:: Activity ::
Search the records below for the word "AssessmentOutcome" and show every line where it occurs.

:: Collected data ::
= = = = = = =

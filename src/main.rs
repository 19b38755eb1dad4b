use std::path::PathBuf;
use std::sync::Arc;

use anyhow::{Context, Result};
use clap::{Parser, Subcommand};

use windsite::assessment::{AssessmentOutcome, AssessmentService};
use windsite::presentation::{ReportView, WindRoseView, decorated_rating};
use windsite::{Coordinates, OpenMeteoSource, WindSiteConfig, export, telemetry};

#[derive(Parser)]
#[command(name = "windsite", version, about = "Wind energy site suitability assessment")]
struct Cli {
    /// Configuration file (defaults to the user config directory)
    #[arg(long, global = true, env = "WINDSITE_CONFIG")]
    config: Option<PathBuf>,

    /// Enable debug logging
    #[arg(long, short, global = true)]
    verbose: bool,

    #[command(subcommand)]
    command: Command,
}

#[derive(Subcommand)]
enum Command {
    /// Run the HTTP API and static frontend
    Serve {
        /// Port to listen on, overrides the configured port
        #[arg(long)]
        port: Option<u16>,
    },
    /// Assess a single site and print the report
    Assess {
        /// Latitude in decimal degrees
        #[arg(long, allow_hyphen_values = true)]
        lat: String,
        /// Longitude in decimal degrees
        #[arg(long, allow_hyphen_values = true)]
        lon: String,
        /// Also write the report as an HTML document
        #[arg(long)]
        export: Option<PathBuf>,
    },
    /// List the example locations
    Examples,
}

#[tokio::main]
async fn main() -> Result<()> {
    let cli = Cli::parse();
    let config = WindSiteConfig::load_from_path(cli.config.clone())?;
    telemetry::init(&config.logging, cli.verbose)?;

    match cli.command {
        Command::Serve { port } => {
            let port = port.unwrap_or(config.server.port);
            windsite::web::run(&config, port).await
        }
        Command::Assess { lat, lon, export } => {
            assess(&config, &lat, &lon, export).await
        }
        Command::Examples => {
            for example in &config.examples {
                println!(
                    "{:<36} {:>9.4} {:>10.4}",
                    example.name, example.latitude, example.longitude
                );
            }
            Ok(())
        }
    }
}

async fn assess(
    config: &WindSiteConfig,
    lat: &str,
    lon: &str,
    export_path: Option<PathBuf>,
) -> Result<()> {
    let coordinates = Coordinates::parse(lat, lon)?;
    let source = OpenMeteoSource::new(&config.source)?;
    let service = AssessmentService::new(Arc::new(source));

    let report = match service.assess(coordinates).await {
        Ok(AssessmentOutcome::Current(report)) => report,
        Ok(AssessmentOutcome::Superseded { .. }) => {
            anyhow::bail!("Assessment was superseded by a newer request")
        }
        Err(e) => {
            eprintln!("{}", e.user_message());
            return Err(e.into());
        }
    };

    let view = ReportView::from(&report);
    println!("Site Assessment Report");
    println!("  Latitude:          {}", view.latitude);
    println!("  Longitude:         {}", view.longitude);
    println!("  Wind Speed:        {}", report.measurement.format_wind_speed());
    println!("  Elevation:         {}", report.measurement.format_elevation());
    println!("  Suitability Score: {}", view.score_display);
    println!("  Recommendation:    {}", decorated_rating(report.rating));
    if let Some(direction) = view.prevailing_direction {
        println!("  Prevailing Wind:   {direction}");
    }

    match &view.wind_rose {
        WindRoseView::Chart { labels, values, .. } => {
            println!("  Wind frequency (%):");
            for (label, value) in labels.iter().zip(values) {
                println!("    {label:<3} {value:>6.2}");
            }
        }
        WindRoseView::InsufficientData { message } => println!("  {message}"),
    }

    if let Some(path) = export_path {
        let document = export::render_html(&report).context("Failed to render report")?;
        tokio::fs::write(&path, document)
            .await
            .with_context(|| format!("Failed to write report to {}", path.display()))?;
        println!("Report written to {}", path.display());
    }

    Ok(())
}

= = = = = = =

:: Final answer ::
use windsite::assessment::{AssessmentOutcome, AssessmentService};
        Ok(AssessmentOutcome::Current(report)) => report,
        Ok(AssessmentOutcome::Superseded { .. }) => {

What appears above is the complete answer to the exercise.